Dans l'essai terrain sur trois mois sur 211 chats, 629 prises au total, presque la moitié des comprimés (48 %) ont été avalés spontanément par les chats sans être mélangés de la nourriture. Le comprimé était pris dans un bol vide ou sur le sol (38 %) ou présenté dans la main (10 %). En l'absence de prise spontanée sans nourriture, le protocole de l'étude clinique obligeait de tenter d'abord de faire avaler le comprimé en le plaçant dans la bouche. Ce mode d'administration correspond à 29 % des prises dans cette étude. En dernier lieu, les comprimés restants (23 %) ont été ingérés en étant mélangés dans de la nourriture. Au final, les 211 propriétaires ont toujours réussi à faire ingérer à leurs chats les comprimés une fois par mois pendant trois mois, soit 100 % des 629 prises.

Une biodisponibilité de 100 % dans la nourriture

En pratique, il sera sans doute plus facile de mélanger le comprimé avec un peu de nourriture. Car, pour des raisons de biodisponibilité, il est indispensable que le comprimé soit ingéré avec un aliment (ou juste après un repas). La biodisponibilité est de 106 % avec le repas contre 8 % chez le chat à jeun. Une biodisponibilité de plus de 100 % caractérise souvent un cycle entérohépatique. L'élimination est d'ailleurs principalement biliaire sous forme inchangée dans les fèces. La demi-vie d'élimination est d'environ 30 jours chez les chats comme pour les chiens. Mais, elle est plus rapide chez les chatons âgés de 8 semaines (environ 7 jours).

La posologie minimale (≥ 6 mg/kg) est beaucoup plus faible que chez les chiens (≥ 20 mg/kg). Elle s'appuie sur des analyses PK/PD (pharmacocinétique-pharmacodynamie) originales pour les APE.

  • Contre Ixodes ricinus, l'analyse PK/PD conclut à une dose minimale de 5,5 mg/kg pour maintenir des concentrations plasmatiques efficaces pendant au moins 30 jours : > 90 % d'efficacité contre cette tique sur 75 % des chats.
  • Contre les puces, plus sensibles que les tiques, la dose minimale est seulement de 3 mg/kg pour tuer 95 % des puces pendant au moins 30 jours sur 75 % des chats.

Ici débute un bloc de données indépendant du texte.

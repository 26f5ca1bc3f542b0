//! Per-resource record headers inside volume files.
//!
//! The layouts by family:
//!
//! - SCI0 / middle SCI1: `{id:u16, packed+4:u16, unpacked:u16, method:u16}`
//! - late SCI1:          `{type:u8, number:u16, packed+4:u16, unpacked:u16, method:u16}`
//! - SCI1.1:             `{type:u8, number:u16, packed:u16, unpacked:u16, method:u16}`
//!
//! The early families fold the four header bytes after the packed-size field
//! into the stored packed size; the parsed header always reports the payload
//! size alone.

use scires_utils::data_reader::DataReader;

use crate::{
    error::Error,
    ids::{ResourceId, ResourceType},
    version::ResVersion,
};

#[derive(Debug, Clone, Copy)]
pub(crate) struct RawEntryHeader {
    id: ResourceId,
    packed_size: u16,
    unpacked_size: u16,
    method: u16,
}

impl RawEntryHeader {
    pub(crate) fn id(&self) -> ResourceId {
        self.id
    }

    pub(crate) fn packed_size(&self) -> u16 {
        self.packed_size
    }

    pub(crate) fn unpacked_size(&self) -> u16 {
        self.unpacked_size
    }

    pub(crate) fn method(&self) -> u16 {
        self.method
    }

    pub(crate) fn parse<R: DataReader>(
        reader: &mut R,
        version: ResVersion,
    ) -> Result<RawEntryHeader, Error> {
        let (type_index, number) = match version {
            ResVersion::Sci0Sci1Early | ResVersion::Sci1Middle => {
                let id = reader.read_u16_le()?;
                ((id >> 11) as u8, id & 0x7FF)
            }
            ResVersion::Sci1Late | ResVersion::Sci11 => {
                let type_byte = reader.read_u8()? & 0x7F;
                (type_byte, reader.read_u16_le()?)
            }
        };
        let stored_packed = reader.read_u16_le()?;
        let unpacked_size = reader.read_u16_le()?;
        let method = reader.read_u16_le()?;

        let packed_size = if version == ResVersion::Sci11 {
            stored_packed
        } else {
            stored_packed.checked_sub(4).ok_or_else(|| {
                Error::InvalidMapEntry(format!(
                    "volume record stores impossible packed size {stored_packed}"
                ))
            })?
        };
        let type_id = ResourceType::from_index(type_index)?;

        Ok(RawEntryHeader {
            id: ResourceId::new(type_id, number),
            packed_size,
            unpacked_size,
            method,
        })
    }
}

/// Reads the record at the reader's position and returns its header and
/// packed payload.
pub(crate) fn read_record<R: DataReader>(
    reader: &mut R,
    version: ResVersion,
) -> Result<(RawEntryHeader, Vec<u8>), Error> {
    let header = RawEntryHeader::parse(reader, version)?;
    let mut payload = vec![0u8; usize::from(header.packed_size())];
    reader.read_exact(&mut payload)?;
    Ok((header, payload))
}

#[cfg(test)]
mod tests {
    use std::io::Cursor;

    use datalit::datalit;
    use scires_utils::data_reader::IoDataReader;

    use super::*;

    fn parse_record(
        data: impl AsRef<[u8]>,
        version: ResVersion,
    ) -> Result<(RawEntryHeader, Vec<u8>), Error> {
        let mut reader = IoDataReader::new(Cursor::new(data.as_ref().to_vec()));
        read_record(&mut reader, version)
    }

    #[test]
    fn reads_early_record() {
        let data = datalit! {
            @endian = le,
            4196u16,        // script 100
            8u16,           // packed 4 + header remainder
            4u16,           // unpacked
            0u16,           // stored
            0xAABBCCDD,     // payload
        };

        let (header, payload) = parse_record(data, ResVersion::Sci0Sci1Early).unwrap();
        assert_eq!(header.id(), ResourceId::new(ResourceType::Script, 100));
        assert_eq!(header.packed_size(), 4);
        assert_eq!(header.unpacked_size(), 4);
        assert_eq!(header.method(), 0);
        assert_eq!(payload, vec![0xAA, 0xBB, 0xCC, 0xDD]);
    }

    #[test]
    fn reads_sci11_record() {
        let data = datalit! {
            @endian = le,
            129u8,          // pic
            100u16,
            4u16,           // packed, no remainder folded in
            4u16,
            0u16,
            0xFADEDFAE,     // payload
        };

        let (header, payload) = parse_record(data, ResVersion::Sci11).unwrap();
        assert_eq!(header.id(), ResourceId::new(ResourceType::Pic, 100));
        assert_eq!(header.packed_size(), 4);
        assert_eq!(payload, vec![0xFA, 0xDE, 0xDF, 0xAE]);
    }

    #[test]
    fn early_packed_size_below_remainder_is_invalid() {
        let data = datalit! {
            @endian = le,
            4196u16,
            3u16,
            4u16,
            0u16,
        };
        assert!(matches!(
            parse_record(data, ResVersion::Sci0Sci1Early),
            Err(Error::InvalidMapEntry(_))
        ));
    }

    #[test]
    fn truncated_payload_is_an_io_error() {
        let data = datalit! {
            @endian = le,
            129u8,
            100u16,
            10u16,
            10u16,
            0u16,
            0u8,
        };
        assert!(matches!(
            parse_record(data, ResVersion::Sci11),
            Err(Error::Io(_))
        ));
    }
}
//! On-demand store for the typed, numbered assets of SCI-era game data:
//! locating resources through versioned map files, decoding the packed
//! volume records they point at, overriding individual resources with loose
//! patch files, and keeping decoded copies in a bounded LRU cache.
//!
//! The public surface is [`ResourceManager`]: open a game directory, then
//! [`ResourceManager::find`] decoded resource bytes by [`ResourceId`].

mod cache;
mod compression;
mod error;
mod file;
mod ids;
mod manager;
mod source;
mod version;

pub use error::Error;
pub use ids::{ResourceId, ResourceType, TypeConversionError};
pub use manager::{ResourceManager, ResourceManagerOptions};
pub use version::ResVersion;
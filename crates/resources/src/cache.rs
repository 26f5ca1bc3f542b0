//! Decoded-resource lifetime management: reference-counted locking plus a
//! memory-bounded LRU queue.
//!
//! A record's buffer exists exactly while its status is `Allocated`,
//! `Enqueued`, or `Locked`. Enqueued records form the LRU queue, most
//! recent first, and `memory_lru` always equals the sum of their sizes.
//! Locked records are never queue members, so eviction cannot touch them.

use std::collections::{BTreeMap, VecDeque};

use crate::{ids::ResourceId, source::SourceId};

#[derive(Debug, Clone, Copy, PartialEq, Eq)]
pub(crate) enum Status {
    /// No decoded buffer.
    NoMalloc,
    /// Decoded, not yet queued or locked.
    Allocated,
    /// Member of the LRU queue, eligible for eviction.
    Enqueued,
    /// Pinned by one or more lockers.
    Locked,
}

/// One catalog entry and, when loaded, its decoded bytes.
#[derive(Debug)]
pub(crate) struct Record {
    pub id: ResourceId,
    pub status: Status,
    pub data: Option<Vec<u8>>,
    /// Declared decoded size; meaningful once known from the container.
    pub size: usize,
    pub file_offset: u32,
    /// Bytes of patch-file header between the two-byte prefix and the data.
    pub header_size: u8,
    pub source: SourceId,
    pub lockers: u32,
}

impl Record {
    pub(crate) fn new(id: ResourceId, source: SourceId, file_offset: u32) -> Record {
        Record {
            id,
            status: Status::NoMalloc,
            data: None,
            size: 0,
            file_offset,
            header_size: 0,
            source,
            lockers: 0,
        }
    }

    /// Drops the decoded buffer and returns the record to `NoMalloc`.
    pub(crate) fn unalloc(&mut self) {
        self.data = None;
        self.status = Status::NoMalloc;
    }
}

#[derive(Debug)]
pub(crate) struct LruCache {
    /// Front is most recently used.
    queue: VecDeque<ResourceId>,
    memory_lru: usize,
    memory_locked: usize,
    max_memory: usize,
}

impl LruCache {
    pub(crate) fn new(max_memory: usize) -> LruCache {
        LruCache {
            queue: VecDeque::new(),
            memory_lru: 0,
            memory_locked: 0,
            max_memory,
        }
    }

    pub(crate) fn memory_lru(&self) -> usize {
        self.memory_lru
    }

    pub(crate) fn memory_locked(&self) -> usize {
        self.memory_locked
    }

    pub(crate) fn max_memory(&self) -> usize {
        self.max_memory
    }

    pub(crate) fn contains(&self, id: ResourceId) -> bool {
        self.queue.contains(&id)
    }

    pub(crate) fn enqueue(&mut self, record: &mut Record) {
        if record.status != Status::Allocated {
            log::warn!(
                "Trying to enqueue resource {} with state {:?}",
                record.id,
                record.status
            );
            return;
        }
        self.queue.push_front(record.id);
        self.memory_lru += record.size;
        log::debug!(
            "Adding {} ({} bytes) to lru control: {} bytes total",
            record.id,
            record.size,
            self.memory_lru
        );
        record.status = Status::Enqueued;
    }

    pub(crate) fn remove(&mut self, record: &mut Record) {
        if record.status != Status::Enqueued {
            log::warn!("Trying to remove resource {} that isn't enqueued", record.id);
            return;
        }
        if let Some(pos) = self.queue.iter().position(|id| *id == record.id) {
            self.queue.remove(pos);
        }
        self.memory_lru -= record.size;
        record.status = Status::Allocated;
    }

    pub(crate) fn note_locked(&mut self, size: usize) {
        self.memory_locked += size;
    }

    pub(crate) fn note_unlocked(&mut self, size: usize) {
        self.memory_locked -= size;
    }

    /// Frees queue tails until the budget is met.
    ///
    /// A load-triggered sweep (`keep_last`) never frees the sole remaining
    /// entry; an unlock-triggered sweep may empty the queue entirely.
    pub(crate) fn evict_over_budget(
        &mut self,
        records: &mut BTreeMap<ResourceId, Record>,
        keep_last: bool,
    ) {
        while self.memory_lru > self.max_memory {
            if self.queue.is_empty() {
                debug_assert!(false, "memory_lru nonzero with an empty LRU queue");
                break;
            }
            if keep_last && self.queue.len() == 1 {
                break;
            }
            let id = self.queue.pop_back().expect("queue checked non-empty");
            let record = records.get_mut(&id).expect("enqueued record must exist");
            log::debug!("LRU: freeing {} ({} bytes)", record.id, record.size);
            self.memory_lru -= record.size;
            record.unalloc();
        }
    }
}
//! The public facade: locating, decoding, caching, and pinning resources.

use std::{
    collections::BTreeMap,
    fs::File,
    io::{Read as _, Seek as _, SeekFrom},
    path::{Path, PathBuf},
};

use scires_utils::data_reader::{DataReader, IoDataReader};

use crate::{
    cache::{LruCache, Record, Status},
    compression,
    error::Error,
    file::{map, patch, volume},
    ids::{ResourceId, ResourceType},
    source::{SourceId, SourceKind, SourceRegistry},
    version::{self, ResVersion},
};

/// Default decoded-data budget for the LRU queue.
const DEFAULT_MAX_MEMORY: usize = 256 * 1024;
/// Hard cap on a single decoded resource.
const MAX_RESOURCE_SIZE: u32 = 0x0040_0000;
/// Volume file handles kept open, most recently used first.
const MAX_OPEN_VOLUMES: usize = 5;

#[derive(Debug, Clone)]
pub struct ResourceManagerOptions {
    /// Pin the container format family instead of probing the files.
    pub version: Option<ResVersion>,
    /// Scan the game directory for loose patch files.
    pub allow_patches: bool,
    /// LRU memory budget in bytes.
    pub max_memory: usize,
}

impl Default for ResourceManagerOptions {
    fn default() -> Self {
        ResourceManagerOptions {
            version: None,
            allow_patches: true,
            max_memory: DEFAULT_MAX_MEMORY,
        }
    }
}

/// The resource store for one game directory.
///
/// All operations are synchronous; dropping the manager releases every
/// decoded buffer and open file handle.
#[derive(Debug)]
pub struct ResourceManager {
    root: PathBuf,
    sources: SourceRegistry,
    records: BTreeMap<ResourceId, Record>,
    cache: LruCache,
    map_version: ResVersion,
    volume_version: ResVersion,
    volume_files: Vec<(PathBuf, File)>,
}
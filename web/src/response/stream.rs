//! Event-stream responses backed by stream sessions.
//!
//! Both helpers answer immediately with the `text/event-stream` preamble
//! headers and feed the body from a channel transport. Dropping the body,
//! which is what axum does when the client goes away, closes the session.

use axum::{
    body::Body,
    http::header::{CACHE_CONTROL, CONTENT_TYPE},
    response::{IntoResponse, Response},
};
use futures::future::BoxFuture;
use log::*;
use sse::consts::{EVENT_STREAM_CACHE_CONTROL, EVENT_STREAM_CONTENT_TYPE};
use sse::error::Error as SseError;
use sse::manager::Unmanaged;
use sse::transport::{self, ChannelTransport, Disconnected, FrameReceiver};
use sse::{Manager, Outcome, SessionOptions, StreamSession};
use tokio::task::JoinHandle;

/// A session whose lifecycle is owned by the response.
pub type Session = StreamSession<ChannelTransport>;

/// Streams the patches issued by `ops` and closes the session once `ops`
/// returns, fails or panics.
pub fn managed<F>(manager: &Manager, options: SessionOptions, ops: F) -> Response
where
    F: for<'s> FnOnce(&'s mut Session) -> BoxFuture<'s, Result<(), SseError>> + Send + 'static,
{
    let (response, outcome) = managed_with_outcome(manager, options, ops);
    tokio::spawn(async move {
        match outcome.await {
            Ok(Outcome::KeptAlive { mut session, .. }) => {
                warn!(
                    "Stream session {} was kept alive but nobody claimed it, closing",
                    session.id().as_str()
                );
                session.close();
            }
            Ok(_) => {}
            Err(e) => error!("Managed stream task failed to complete: {e}"),
        }
    });
    response
}

/// Like [`managed`], also handing back the [`Outcome`] so keep-alive callers
/// can take the still-open session.
pub fn managed_with_outcome<F>(
    manager: &Manager,
    options: SessionOptions,
    ops: F,
) -> (Response, JoinHandle<Outcome<ChannelTransport>>)
where
    F: for<'s> FnOnce(&'s mut Session) -> BoxFuture<'s, Result<(), SseError>> + Send + 'static,
{
    let (transport, frames) = transport::channel();
    let manager = manager.clone();
    let outcome = tokio::spawn(async move { manager.run(transport, options, ops).await });
    (event_stream(frames), outcome)
}

/// Opens a session the caller drives and must close, together with its
/// disconnect notification and the response to return.
pub fn unmanaged(manager: &Manager) -> (Session, Disconnected, Response) {
    let (transport, frames) = transport::channel();
    let Unmanaged {
        session,
        disconnected,
    } = manager.open_unmanaged(transport);
    (session, disconnected, event_stream(frames))
}

fn event_stream(frames: FrameReceiver) -> Response {
    (
        [
            (CONTENT_TYPE, EVENT_STREAM_CONTENT_TYPE),
            (CACHE_CONTROL, EVENT_STREAM_CACHE_CONTROL),
        ],
        Body::from_stream(frames.into_stream()),
    )
        .into_response()
}

#[cfg(test)]
mod tests {
    use super::*;
    use sse::message::PatchElements;

    async fn body_text(response: Response) -> String {
        let bytes = axum::body::to_bytes(response.into_body(), usize::MAX)
            .await
            .unwrap();
        String::from_utf8(bytes.to_vec()).unwrap()
    }

    #[tokio::test]
    async fn test_managed_response_has_event_stream_headers() {
        let response = managed(&Manager::new(), SessionOptions::default(), |session| {
            Box::pin(async move {
                session.patch_elements(PatchElements::new("<p id=\"a\">a</p>"));
                Ok(())
            })
        });

        assert_eq!(
            response.headers().get(CONTENT_TYPE).unwrap(),
            EVENT_STREAM_CONTENT_TYPE
        );
        assert_eq!(
            response.headers().get(CACHE_CONTROL).unwrap(),
            EVENT_STREAM_CACHE_CONTROL
        );
        assert_eq!(
            body_text(response).await,
            "retry: 1000\n\nevent: datastar-patch-elements\ndata: elements <p id=\"a\">a</p>\n\n"
        );
    }

    #[tokio::test]
    async fn test_kept_alive_session_keeps_streaming() {
        let (response, outcome) =
            managed_with_outcome(&Manager::new(), SessionOptions::keep_alive(), |session| {
                Box::pin(async move {
                    session.console_log("first");
                    Ok(())
                })
            });

        let mut session = outcome.await.unwrap().into_session().unwrap();
        session.console_log("second");
        session.close();

        let body = body_text(response).await;
        assert!(body.contains("console.log(\"first\")"));
        assert!(body.contains("console.log(\"second\")"));
    }

    #[tokio::test]
    async fn test_unmanaged_session_ends_body_on_close() {
        let (mut session, _disconnected, response) = unmanaged(&Manager::new());
        session.remove_elements("#gone");
        session.close();

        assert_eq!(
            body_text(response).await,
            "retry: 1000\n\nevent: datastar-patch-elements\ndata: mode remove\ndata: selector #gone\n\n"
        );
    }
}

Des essais en infestations expérimentales et les essais terrain en Europe ont ensuite confirmé l'efficacité de cette posologie. En infestations expérimentales,

  • 98,8 % des puces et des tiques présentes au moment de la prise du comprimé sont tuées en 8 heures pour les puces et 18 heures pour les tiques (Ixodes ricinus).
  • Un mois plus tard, lors de réinfestations, 99,7 % des puces sont tuées en 12 heures et 98,9 % des tiques (Ixodes ricinus).

« Aucun effet indésirable » même en surdosage à 130 mg/kg

Comme pour les chiens, « aucun effet indésirable connu » n'est mentionné dans le résumé officiel des caractéristiques du produit (RCP) approuvé par l'Agence européenne du médicament. Même en surdosage sur des chatons âgés de 8 semaines traités jusqu'à 130 mg/kg pendant huit mois consécutifs, « aucun effet indésirable n'a été observé » ajoute le RCP.

Dans les essais terrain, « aucune interaction n'a été observée » chez les chats traités par de nombreux autres médicaments ou vaccins (au nombre de 80 au total dans ces essais).

Lancement commercial début novembre

Dans un premier temps, seuls les comprimés à 48 mg seront commercialisés en boîte de six comprimés à partir de début novembre. Ces comprimés sont fabriqués en France à l'usine d'Huningue. La France sera aussi le premier pays dans le monde à commercialiser ces comprimés.

Comparaison des caractéristiques RCP des comprimés Credelio° à base de lotilaner chez les chiens et les chats

D'après des données publiées par l'Agence européenne du médicament (EMA)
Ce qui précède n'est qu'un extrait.